I think the instinct to be helpful to someone in trouble is always wonderful. I've encouraged it in my children, in fact, I've pretty much taught them that it's reprehensible to look away.
But I've also taught my kids that they don't necessarily have to confront the bully. Sometimes, in fact, many times it's enough to just walk up to the potential victim in a situation and take his or her hand - providing a distraction without being too confrontational.
A similar situation unfolded in front of me about a month ago in the middle of the city street in Oxford. A friend and I were walking down the street and we happened upon this very effiminate looking young man of about twenty who was involved in some sort of altercation with an older, huskier and rougher looking guy. As we watched the bigger guy hit the younger guy in the face. The young guy grabbed his face and stood there crying. The older guy was yelling something at him - I don't know what. My friend kept walking, but I turned around and said to the young guy, 'Come here, come walk with us,' because the big guy was advancing toward him again.

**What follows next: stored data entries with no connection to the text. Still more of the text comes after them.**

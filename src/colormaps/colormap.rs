//! Colormap lookup tables.
//!
//! A [`Colormap`] is an immutable table of RGB samples evenly spaced over a
//! query domain `[0, domain]`. Lookups round to the nearest sample.

use crate::error::{DepthvizError, Result};

/// Color for missing (NaN) values
pub const BAD_COLOR: [f32; 3] = [0.0, 0.0, 0.0];

/// A (position, color) anchor used to interpolate a colormap
#[derive(Debug, Clone, Copy, PartialEq)]
pub struct ControlPoint {
    /// Position in [0, 1]
    pub position: f32,
    /// RGB color with components in [0, 1]
    pub color: [f32; 3],
}

impl ControlPoint {
    /// Create a control point
    pub const fn new(position: f32, color: [f32; 3]) -> Self {
        Self { position, color }
    }
}

/// A fixed-size table mapping normalized positions to RGB colors
#[derive(Debug, Clone, PartialEq)]
pub struct Colormap {
    name: String,
    samples: Vec<[f32; 3]>,
    domain: f32,
}

impl Colormap {
    /// Create a colormap from an already sampled palette.
    ///
    /// The samples are taken to be evenly spaced over `[0, domain]`.
    pub fn from_samples(name: &str, samples: Vec<[f32; 3]>, domain: f32) -> Result<Self> {
        if samples.len() < 2 {
            return Err(DepthvizError::InvalidResolution {
                message: format!(
                    "Colormap {} needs at least 2 samples, got {}",
                    name,
                    samples.len()
                ),
            });
        }
        if !(domain.is_finite() && domain > 0.0) {
            return Err(DepthvizError::InvalidResolution {
                message: format!("Colormap {} has invalid domain {}", name, domain),
            });
        }

        Ok(Self {
            name: name.to_string(),
            samples,
            domain,
        })
    }

    /// Get the name of this colormap
    pub fn name(&self) -> &str {
        &self.name
    }

    /// Number of samples in the table
    pub fn len(&self) -> usize {
        self.samples.len()
    }

    /// Always false; a colormap holds at least two samples
    pub fn is_empty(&self) -> bool {
        self.samples.is_empty()
    }

    /// Upper bound of the query domain used by [`Colormap::at`]
    pub fn domain(&self) -> f32 {
        self.domain
    }

    /// The sampled colors, ordered by position
    pub fn samples(&self) -> &[[f32; 3]] {
        &self.samples
    }

    /// Index of the sample nearest to a normalized position.
    ///
    /// Positions outside [0, 1] saturate at the first or last sample. Callers
    /// rely on this clamp to pin out-of-range values to the extremes of the
    /// table. NaN selects the first sample here; colorization paints NaN
    /// pixels with [`BAD_COLOR`] before reaching this lookup.
    pub fn nearest_index(&self, t: f32) -> usize {
        let last = (self.samples.len() - 1) as f32;
        if t.is_nan() {
            return 0;
        }
        (t * last).round().clamp(0.0, last) as usize
    }

    /// Look up a color by normalized position in [0, 1]
    pub fn sample(&self, t: f32) -> [f32; 3] {
        self.samples[self.nearest_index(t)]
    }

    /// Look up a color by position in `[0, domain]`
    pub fn at(&self, position: f32) -> [f32; 3] {
        self.sample(position / self.domain)
    }
}

#[cfg(test)]
mod tests {
    use super::*;

    fn gray_ramp() -> Colormap {
        let samples = vec![[0.0, 0.0, 0.0], [0.5, 0.5, 0.5], [1.0, 1.0, 1.0]];
        Colormap::from_samples("gray", samples, 1.0).unwrap()
    }

    #[test]
    fn test_nearest_index_rounds() {
        let cmap = gray_ramp();
        assert_eq!(cmap.nearest_index(0.0), 0);
        assert_eq!(cmap.nearest_index(0.2), 0);
        assert_eq!(cmap.nearest_index(0.3), 1);
        assert_eq!(cmap.nearest_index(0.8), 2);
        assert_eq!(cmap.nearest_index(1.0), 2);
    }

    #[test]
    fn test_out_of_range_saturates() {
        let cmap = gray_ramp();
        assert_eq!(cmap.sample(-3.0), [0.0, 0.0, 0.0]);
        assert_eq!(cmap.sample(7.5), [1.0, 1.0, 1.0]);
        assert_eq!(cmap.sample(f32::INFINITY), [1.0, 1.0, 1.0]);
        assert_eq!(cmap.sample(f32::NAN), [0.0, 0.0, 0.0]);
    }

    #[test]
    fn test_at_scales_by_domain() {
        let samples = vec![[0.0, 0.0, 0.0], [1.0, 1.0, 1.0]];
        let cmap = Colormap::from_samples("scaled", samples, 4.0).unwrap();
        assert_eq!(cmap.at(0.0), [0.0, 0.0, 0.0]);
        assert_eq!(cmap.at(4.0), [1.0, 1.0, 1.0]);
        assert_eq!(cmap.at(1.0), [0.0, 0.0, 0.0]);
    }

    #[test]
    fn test_from_samples_rejects_degenerate_tables() {
        assert!(Colormap::from_samples("one", vec![[0.0, 0.0, 0.0]], 1.0).is_err());
        let two = vec![[0.0, 0.0, 0.0], [1.0, 1.0, 1.0]];
        assert!(Colormap::from_samples("zero", two.clone(), 0.0).is_err());
        assert!(Colormap::from_samples("nan", two, f32::NAN).is_err());
    }
}
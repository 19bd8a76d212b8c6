//! Experiment folder naming.
//!
//! A run's output folder is derived from its hyperparameters: only values that
//! differ from the defaults appear in the name, so two runs with the same
//! non-default settings land next to each other, separated by a timestamp.

use chrono::{Local, NaiveDateTime};
use serde::{Deserialize, Serialize};
use std::path::{Component, Path, PathBuf};

/// Timestamp format of the innermost folder
pub const TIMESTAMP_FORMAT: &str = "%m-%d-%H:%M";

/// Hyperparameters that take part in the folder name
#[derive(Debug, Clone, PartialEq, Serialize, Deserialize)]
#[serde(default)]
pub struct ExperimentArgs {
    /// Dataset directory; its last component starts the folder name
    pub data: PathBuf,
    pub epochs: usize,
    pub training_milestones: Vec<usize>,
    pub epoch_size: usize,
    pub sequence_length: usize,
    pub rotation_mode: String,
    pub batch_size: usize,
    pub lr: f64,
    pub weight_decay: f64,
    pub photo_loss_weight: f64,
    pub smooth_loss_weight: f64,
    pub nominal_displacement: f64,
}

impl Default for ExperimentArgs {
    fn default() -> Self {
        Self {
            data: PathBuf::from("data"),
            epochs: 200,
            training_milestones: Vec::new(),
            epoch_size: 0,
            sequence_length: 3,
            rotation_mode: "euler".to_string(),
            batch_size: 4,
            lr: 2e-4,
            weight_decay: 0.0,
            photo_loss_weight: 1.0,
            smooth_loss_weight: 0.0,
            nominal_displacement: 0.3,
        }
    }
}

impl ExperimentArgs {
    /// Rendered hyperparameters with their folder-name prefixes, in naming order
    fn prefixed_values(&self) -> [(&'static str, String); 10] {
        let milestones = self
            .training_milestones
            .iter()
            .map(|m| m.to_string())
            .collect::<Vec<_>>()
            .join(",");

        [
            ("mls", milestones),
            ("epoch_size", self.epoch_size.to_string()),
            ("seq", self.sequence_length.to_string()),
            ("rot_", self.rotation_mode.clone()),
            ("b", self.batch_size.to_string()),
            ("lr", format!("{:?}", self.lr)),
            ("wd", format!("{:?}", self.weight_decay)),
            ("p", format!("{:?}", self.photo_loss_weight)),
            ("s", format!("{:?}", self.smooth_loss_weight)),
            ("nd", format!("{:?}", self.nominal_displacement)),
        ]
    }
}

/// Last component of the lexically normalized data path.
///
/// `.` segments are dropped and `..` cancels the segment before it. A path
/// that normalizes to nothing, a root or a leading `..` yields an empty name.
fn data_folder_name(data: &Path) -> String {
    let mut normalized: Vec<Component> = Vec::new();
    for component in data.components() {
        match component {
            Component::CurDir => {}
            Component::ParentDir => match normalized.last() {
                Some(Component::Normal(_)) => {
                    normalized.pop();
                }
                Some(Component::RootDir) | Some(Component::Prefix(_)) => {}
                _ => normalized.push(component),
            },
            _ => normalized.push(component),
        }
    }

    match normalized.last() {
        Some(Component::Normal(name)) => name.to_string_lossy().into_owned(),
        _ => String::new(),
    }
}

/// Folder name for `args`, listing every hyperparameter that differs from `defaults`
pub fn folder_name(args: &ExperimentArgs, defaults: &ExperimentArgs) -> String {
    let mut parts = vec![data_folder_name(&args.data)];

    if args.epochs != defaults.epochs {
        parts.push(format!("{}epochs", args.epochs));
    }

    for ((prefix, value), (_, default)) in args
        .prefixed_values()
        .into_iter()
        .zip(defaults.prefixed_values())
    {
        if value != default {
            parts.push(format!("{}{}", prefix, value));
        }
    }

    parts.join(",")
}

/// Output path `folder_name/timestamp`
pub fn save_path(
    args: &ExperimentArgs,
    defaults: &ExperimentArgs,
    timestamp: &NaiveDateTime,
) -> PathBuf {
    PathBuf::from(folder_name(args, defaults)).join(timestamp.format(TIMESTAMP_FORMAT).to_string())
}

/// [`save_path`] stamped with the local time
pub fn save_path_now(args: &ExperimentArgs, defaults: &ExperimentArgs) -> PathBuf {
    save_path(args, defaults, &Local::now().naive_local())
}
//! depthviz - colormaps and run bookkeeping for depth/pose training
//!
//! This is the command-line entry point.

use anyhow::Context;
use std::path::Path;
use std::time::Instant;
use tracing::{error, info};

use depthviz::array_file::{load_array, save_array};
use depthviz::config::Command;
use depthviz::naming::{save_path_now, ExperimentArgs};
use depthviz::{
    init_tracing, log_error, log_operation_end, log_operation_start, ColormapRegistry, Config,
    MaxValue, TensorColorizer, TensorInput,
};

fn main() -> anyhow::Result<()> {
    let (config, command) = Config::load().context("Failed to load configuration")?;

    init_tracing(&config.log_level);
    info!("Starting depthviz v{}", env!("CARGO_PKG_VERSION"));

    config.validate().map_err(|e| {
        error!("Invalid configuration: {}", e);
        e
    })?;

    match command {
        Command::Render {
            input,
            output,
            colormap,
            max_value,
            dump,
        } => {
            let colormap = colormap.unwrap_or_else(|| config.colormaps.default_colormap.clone());
            let max_value = max_value.unwrap_or_else(|| config.default_max_value());
            render(&config, &input, &output, &colormap, max_value, dump.as_deref())
        }
        Command::SavePath { args, defaults } => {
            let args: ExperimentArgs = read_json(&args)?;
            let defaults = match defaults {
                Some(path) => read_json(&path)?,
                None => ExperimentArgs::default(),
            };
            println!("{}", save_path_now(&args, &defaults).display());
            Ok(())
        }
        Command::Colormaps => {
            let registry = ColormapRegistry::with_builtins(config.colormaps.resolution)?;
            for name in registry.names() {
                println!("{}", name);
            }
            Ok(())
        }
    }
}

fn render(
    config: &Config,
    input: &Path,
    output: &Path,
    colormap: &str,
    max_value: MaxValue,
    dump: Option<&Path>,
) -> anyhow::Result<()> {
    let start = Instant::now();
    log_operation_start("render", Some(&input.display().to_string()));

    let result = render_image(config, input, output, colormap, max_value, dump);

    log_operation_end("render", start, result.is_ok());
    if let Err(e) = &result {
        log_error(e, "render");
    }
    result.with_context(|| format!("Failed to render {}", input.display()))
}

/// Colorize one array file and write the PNG (and optional float dump)
fn render_image(
    config: &Config,
    input: &Path,
    output: &Path,
    colormap: &str,
    max_value: MaxValue,
    dump: Option<&Path>,
) -> depthviz::Result<()> {
    let registry = ColormapRegistry::with_builtins(config.colormaps.resolution)?;
    let colorizer = TensorColorizer::new(&registry);

    let tensor = TensorInput::from_dyn(load_array(input)?)?;
    let image = colorizer.tensor_to_image(&tensor, max_value, colormap)?;

    image.to_rgb8().save(output)?;
    if let Some(dump) = dump {
        save_array(dump, image.as_array())?;
    }

    info!(
        input = %input.display(),
        output = %output.display(),
        colormap = colormap,
        height = image.height(),
        width = image.width(),
        "Rendered image"
    );
    Ok(())
}

fn read_json<T: serde::de::DeserializeOwned>(path: &Path) -> anyhow::Result<T> {
    let content = std::fs::read_to_string(path)
        .with_context(|| format!("Failed to read {}", path.display()))?;
    serde_json::from_str(&content).with_context(|| format!("Failed to parse {}", path.display()))
}
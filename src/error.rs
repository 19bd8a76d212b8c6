//! Error types for depthviz.
//!
//! A single error enum covers colormap construction, colorization,
//! configuration and the file-backed sinks.

use thiserror::Error;

/// The main error type for depthviz operations.
#[derive(Error, Debug)]
pub enum DepthvizError {
    /// Malformed control-point table passed to colormap construction
    #[error("Invalid control points: {message}")]
    InvalidControlPoints { message: String },

    /// Sample count or query domain that cannot produce a colormap
    #[error("Invalid resolution: {message}")]
    InvalidResolution { message: String },

    /// Lookup of a colormap name that was never registered
    #[error("Unknown colormap: {name}")]
    UnknownColormap { name: String },

    /// Array shape not matching any supported layout
    #[error("Shape mismatch: expected {expected}, got {actual:?}")]
    ShapeMismatch { expected: String, actual: Vec<usize> },

    /// Normalization maximum resolved to zero or a non-finite value
    #[error("Degenerate normalization: {message}")]
    DegenerateNormalization { message: String },

    /// Configuration errors
    #[error("Configuration error: {message}")]
    Config { message: String },

    /// IO errors
    #[error("IO error: {0}")]
    Io(#[from] std::io::Error),

    /// JSON serialization/deserialization errors
    #[error("JSON error: {0}")]
    Json(#[from] serde_json::Error),

    /// Image encoding errors
    #[error("Image error: {0}")]
    Image(#[from] image::ImageError),
}

/// Convenience type alias for Results with DepthvizError
pub type Result<T> = std::result::Result<T, DepthvizError>;

impl DepthvizError {
    /// Build a `ShapeMismatch` from a description of the accepted layout
    pub fn shape_mismatch(expected: &str, actual: &[usize]) -> Self {
        DepthvizError::ShapeMismatch {
            expected: expected.to_string(),
            actual: actual.to_vec(),
        }
    }
}
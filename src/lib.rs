//! # depthviz
//!
//! Visualization and bookkeeping utilities for depth and pose training runs.
//!
//! The core of the crate turns scalar maps (depth, disparity) and signed
//! three-channel signals (warped images, photometric differences) into
//! channel-major RGB float images ready for a metrics sink.
//!
//! ## Key Features
//!
//! - **Colormaps**: high-resolution tables built from control points or by
//!   resampling an existing palette, kept in an explicit registry
//! - **Colorization**: nearest-index lookup with auto or fixed normalization,
//!   and an affine passthrough for already RGB-like signals
//! - **Run bookkeeping**: experiment folder naming, checkpoint persistence and
//!   image logging to a pluggable writer
//!
//! ## Example
//!
//! ```no_run
//! use depthviz::{ColormapRegistry, MaxValue, TensorColorizer};
//! use ndarray::Array2;
//!
//! let registry = ColormapRegistry::with_builtins(1000)?;
//! let colorizer = TensorColorizer::new(&registry);
//! let depth = Array2::<f32>::from_elem((4, 4), 2.0);
//! let image = colorizer.colorize(depth.view(), MaxValue::Auto, "rainbow")?;
//! assert_eq!(image.shape(), [3, 4, 4]);
//! # Ok::<(), depthviz::DepthvizError>(())
//! ```

pub mod array_file;
pub mod checkpoint;
pub mod colorize;
pub mod colormaps;
pub mod config;
pub mod error;
pub mod logging;
pub mod naming;
pub mod summary;

pub use colorize::{colorize_passthrough, ColorImage, MaxValue, TensorColorizer, TensorInput};
pub use colormaps::{Colormap, ColormapRegistry, ControlPoint};
pub use config::Config;
pub use error::{DepthvizError, Result};
pub use logging::{init_tracing, log_error, log_operation_end, log_operation_start, log_timed_operation};
pub use summary::{ImageWriter, PngDirectoryWriter};
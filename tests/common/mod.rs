//! Shared helpers for the depthviz integration tests.

pub mod assertions;
pub mod image_utils;
pub mod test_data;
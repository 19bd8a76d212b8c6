//! Checkpoint persistence for the depth and pose networks.
//!
//! Each network state is serialized to its own file under the run folder.
//! When a checkpoint is the best so far, both files are also copied to fixed
//! `*_model_best` names.

use serde::de::DeserializeOwned;
use serde::Serialize;
use std::fs::{self, File};
use std::io::{BufReader, BufWriter, Write};
use std::path::{Path, PathBuf};
use std::time::Instant;
use tracing::info;

use crate::error::Result;
use crate::logging::log_operation_end;

/// Default checkpoint file name, prefixed per network
pub const DEFAULT_CHECKPOINT_NAME: &str = "checkpoint.pth.tar";

/// File prefixes, in save order
pub const NETWORK_PREFIXES: [&str; 2] = ["depthnet", "posenet"];

/// Path of a network's checkpoint file
pub fn checkpoint_path(save_path: &Path, prefix: &str, filename: &str) -> PathBuf {
    save_path.join(format!("{}_{}", prefix, filename))
}

/// Path of a network's best-model copy
pub fn best_model_path(save_path: &Path, prefix: &str) -> PathBuf {
    save_path.join(format!("{}_model_best.pth.tar", prefix))
}

fn write_state<T: Serialize>(path: &Path, state: &T) -> Result<()> {
    let mut writer = BufWriter::new(File::create(path)?);
    serde_json::to_writer(&mut writer, state)?;
    writer.flush()?;
    Ok(())
}

/// Save both network states, duplicating them as best models when `is_best`
pub fn save_checkpoint<D, P>(
    save_path: &Path,
    depthnet_state: &D,
    posenet_state: &P,
    is_best: bool,
    filename: &str,
) -> Result<()>
where
    D: Serialize,
    P: Serialize,
{
    let start = Instant::now();

    let [depth_prefix, pose_prefix] = NETWORK_PREFIXES;
    let result = fs::create_dir_all(save_path)
        .map_err(Into::into)
        .and_then(|_| write_state(&checkpoint_path(save_path, depth_prefix, filename), depthnet_state))
        .and_then(|_| write_state(&checkpoint_path(save_path, pose_prefix, filename), posenet_state))
        .and_then(|_| {
            if is_best {
                for prefix in NETWORK_PREFIXES {
                    fs::copy(
                        checkpoint_path(save_path, prefix, filename),
                        best_model_path(save_path, prefix),
                    )?;
                }
            }
            Ok(())
        });

    if result.is_ok() {
        info!(
            save_path = %save_path.display(),
            filename = filename,
            is_best = is_best,
            "Checkpoint written"
        );
    }
    log_operation_end("save_checkpoint", start, result.is_ok());

    result
}

/// Read a single network state back
pub fn load_checkpoint<T: DeserializeOwned>(path: &Path) -> Result<T> {
    let reader = BufReader::new(File::open(path)?);
    Ok(serde_json::from_reader(reader)?)
}
//! Colormap construction by piecewise-linear interpolation.
//!
//! Two construction modes are supported: resampling an existing palette to a
//! higher resolution, and interpolating a hand-written control-point table.

use super::colormap::{Colormap, ControlPoint};
use crate::error::{DepthvizError, Result};

/// Default number of samples for built colormaps
pub const DEFAULT_RESOLUTION: usize = 1000;

/// Piecewise-linear interpolation of `fp` (sampled at increasing `xp`) at `x`.
///
/// Queries outside `[xp[0], xp[last]]` clamp to the endpoint values. A NaN
/// query or an empty table yields NaN.
pub fn interp(x: f64, xp: &[f64], fp: &[f64]) -> f64 {
    if x.is_nan() || xp.is_empty() {
        return f64::NAN;
    }
    let last = xp.len() - 1;
    if x <= xp[0] {
        return fp[0];
    }
    if x >= xp[last] {
        return fp[last];
    }

    // First control point strictly to the right of x
    let upper = xp.partition_point(|&p| p <= x);
    let lower = upper - 1;
    let span = xp[upper] - xp[lower];
    let t = (x - xp[lower]) / span;
    fp[lower] * (1.0 - t) + fp[upper] * t
}

/// `n` evenly spaced values over `[start, stop]`, both ends included
fn linspace(start: f64, stop: f64, n: usize) -> impl Iterator<Item = f64> {
    let steps = (n - 1) as f64;
    (0..n).map(move |i| {
        if i == n - 1 {
            stop
        } else {
            start + (stop - start) * i as f64 / steps
        }
    })
}

fn check_resolution(resolution: usize) -> Result<()> {
    if resolution < 2 {
        return Err(DepthvizError::InvalidResolution {
            message: format!("Resolution must be at least 2, got {}", resolution),
        });
    }
    Ok(())
}

/// Interpolate every channel of a control-point table at the given positions
fn sample_channels(xp: &[f64], colors: &[[f32; 3]], positions: impl Iterator<Item = f64>) -> Vec<[f32; 3]> {
    let channels: Vec<Vec<f64>> = (0..3)
        .map(|c| colors.iter().map(|color| color[c] as f64).collect())
        .collect();

    positions
        .map(|x| {
            [
                interp(x, xp, &channels[0]) as f32,
                interp(x, xp, &channels[1]) as f32,
                interp(x, xp, &channels[2]) as f32,
            ]
        })
        .collect()
}

/// Resample an existing colormap to `resolution` samples over `[0, max_value]`.
///
/// The base samples act as control points at `i / (N - 1)`. Query positions
/// beyond 1 take the last base color. The returned colormap keeps
/// `max_value` as its query domain.
pub fn build_high_resolution(base: &Colormap, resolution: usize, max_value: f32) -> Result<Colormap> {
    check_resolution(resolution)?;
    if !(max_value.is_finite() && max_value > 0.0) {
        return Err(DepthvizError::InvalidResolution {
            message: format!("max_value must be positive and finite, got {}", max_value),
        });
    }

    let xp: Vec<f64> = linspace(0.0, 1.0, base.len()).collect();
    let samples = sample_channels(
        &xp,
        base.samples(),
        linspace(0.0, max_value as f64, resolution),
    );

    Colormap::from_samples(base.name(), samples, max_value)
}

/// Check that control points are usable for interpolation over [0, 1]
pub fn validate_control_points(points: &[ControlPoint]) -> Result<()> {
    let invalid = |message: String| -> Result<()> {
        Err(DepthvizError::InvalidControlPoints { message })
    };

    if points.len() < 2 {
        return invalid(format!("At least 2 control points required, got {}", points.len()));
    }

    let first = points[0].position;
    let last = points[points.len() - 1].position;
    if first != 0.0 || last != 1.0 {
        return invalid(format!(
            "Control points must span [0, 1], got [{}, {}]",
            first, last
        ));
    }

    for pair in points.windows(2) {
        if !(pair[1].position > pair[0].position) {
            return invalid(format!(
                "Positions must be strictly increasing: {} followed by {}",
                pair[0].position, pair[1].position
            ));
        }
    }

    for point in points {
        if point.color.iter().any(|c| !(0.0..=1.0).contains(c)) {
            return invalid(format!(
                "Color {:?} at position {} is outside [0, 1]",
                point.color, point.position
            ));
        }
    }

    Ok(())
}

/// Build a colormap by interpolating a control-point table at `resolution`
/// evenly spaced positions over [0, 1]
pub fn build_from_control_points(
    name: &str,
    points: &[ControlPoint],
    resolution: usize,
) -> Result<Colormap> {
    validate_control_points(points)?;
    check_resolution(resolution)?;

    let xp: Vec<f64> = points.iter().map(|p| p.position as f64).collect();
    let colors: Vec<[f32; 3]> = points.iter().map(|p| p.color).collect();
    let samples = sample_channels(&xp, &colors, linspace(0.0, 1.0, resolution));

    Colormap::from_samples(name, samples, 1.0)
}
//! Logging utilities for depthviz.
//!
//! This module provides structured logging helpers so that colormap builds,
//! image logging and checkpoint writes leave searchable traces.

use std::time::Instant;
use tracing::{debug, error, info, warn};
use uuid::Uuid;

/// Initialize the tracing subscriber with the given log level
pub fn init_tracing(log_level: &str) {
    let filter = match std::env::var("RUST_LOG") {
        Ok(val) => val,
        Err(_) => log_level.to_string(),
    };

    tracing_subscriber::fmt()
        .with_env_filter(filter)
        .with_target(true)
        .with_file(true)
        .with_line_number(true)
        .init();
}

/// Log a start message for a significant operation
pub fn log_operation_start(operation: &str, details: Option<&str>) {
    if let Some(details) = details {
        info!(
            operation = operation,
            details = details,
            "Starting operation"
        );
    } else {
        info!(operation = operation, "Starting operation");
    }
}

/// Log the completion of a significant operation
pub fn log_operation_end(operation: &str, start_time: Instant, success: bool) {
    let duration_ms = start_time.elapsed().as_secs_f64() * 1000.0;

    if success {
        info!(
            operation = operation,
            duration_ms = duration_ms,
            "Operation completed successfully"
        );
    } else {
        warn!(
            operation = operation,
            duration_ms = duration_ms,
            "Operation failed"
        );
    }
}

/// Log an operation with timing and result in a single statement
pub fn log_timed_operation<F, R>(operation: &str, f: F) -> R
where
    F: FnOnce() -> R,
{
    let start = Instant::now();
    let run_id = generate_run_id();

    debug!(
        operation = operation,
        run_id = %run_id,
        "Starting operation"
    );

    let result = f();

    debug!(
        operation = operation,
        run_id = %run_id,
        duration_ms = start.elapsed().as_secs_f64() * 1000.0,
        "Operation completed"
    );

    result
}

/// Log an error with context
pub fn log_error(error: &crate::error::DepthvizError, context: &str) {
    error!(
        error = %error,
        context = context,
        error_type = ?error,
        "Error occurred"
    );
}

/// Generate a unique id for correlating the events of one operation
pub fn generate_run_id() -> String {
    Uuid::new_v4().to_string()
}
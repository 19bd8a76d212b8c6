//! Image utilities for testing.
//!
//! This module provides helper functions for reading back and checking the
//! PNG files written by depthviz.

use image::{DynamicImage, GenericImageView, ImageError, ImageFormat};
use std::path::Path;

/// Load an image from a file
pub fn load_image(path: &Path) -> Result<DynamicImage, ImageError> {
    image::open(path)
}

/// Detect image format from bytes
pub fn detect_image_format(bytes: &[u8]) -> Option<ImageFormat> {
    image::guess_format(bytes).ok()
}

/// Check if an image has the expected dimensions
///
/// # Returns
///
/// * `Ok(())` if the image has the expected dimensions
/// * `Err(String)` with an error message if the dimensions differ
pub fn assert_image_dimensions(
    image: &DynamicImage,
    expected_width: u32,
    expected_height: u32,
) -> Result<(), String> {
    let (actual_width, actual_height) = image.dimensions();

    if actual_width != expected_width || actual_height != expected_height {
        return Err(format!(
            "Image dimensions differ: actual = {}x{}, expected = {}x{}",
            actual_width, actual_height, expected_width, expected_height
        ));
    }

    Ok(())
}

/// Check that the file at `path` is encoded in `expected_format`
pub fn assert_image_format(path: &Path, expected_format: ImageFormat) -> Result<(), String> {
    let bytes = std::fs::read(path).map_err(|e| e.to_string())?;
    let actual_format =
        detect_image_format(&bytes).ok_or_else(|| "Could not detect image format".to_string())?;

    if actual_format != expected_format {
        return Err(format!(
            "Image format differs: actual = {:?}, expected = {:?}",
            actual_format, expected_format
        ));
    }

    Ok(())
}

/// Convert a float color in [0, 1] to the 8-bit value the PNG should hold
pub fn expected_u8(value: f32) -> u8 {
    (value.clamp(0.0, 1.0) * 255.0).round() as u8
}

I walked back over to the young guy and took him by the arm and said again, 'Just walk with us - he won't bother you then.'
He walked with us around the corner and then went on his way.
My friend was a little pissed off at me - he said, 'Yeah - you go to save the day, but if that guy'd wanted to fight someone, he'd have hit me, not you.'
I said, 'He didn't hit either one of us - and he stopped hitting the guy he was hitting.'
I would never advise my children to walk away without at least calling someone else for help - but again - sometimes just showing the bully that other people care for the person s/he's bullying is enough of a distraction.
Of course if someone has a knife or gun - I'd have to rethink the whole thing.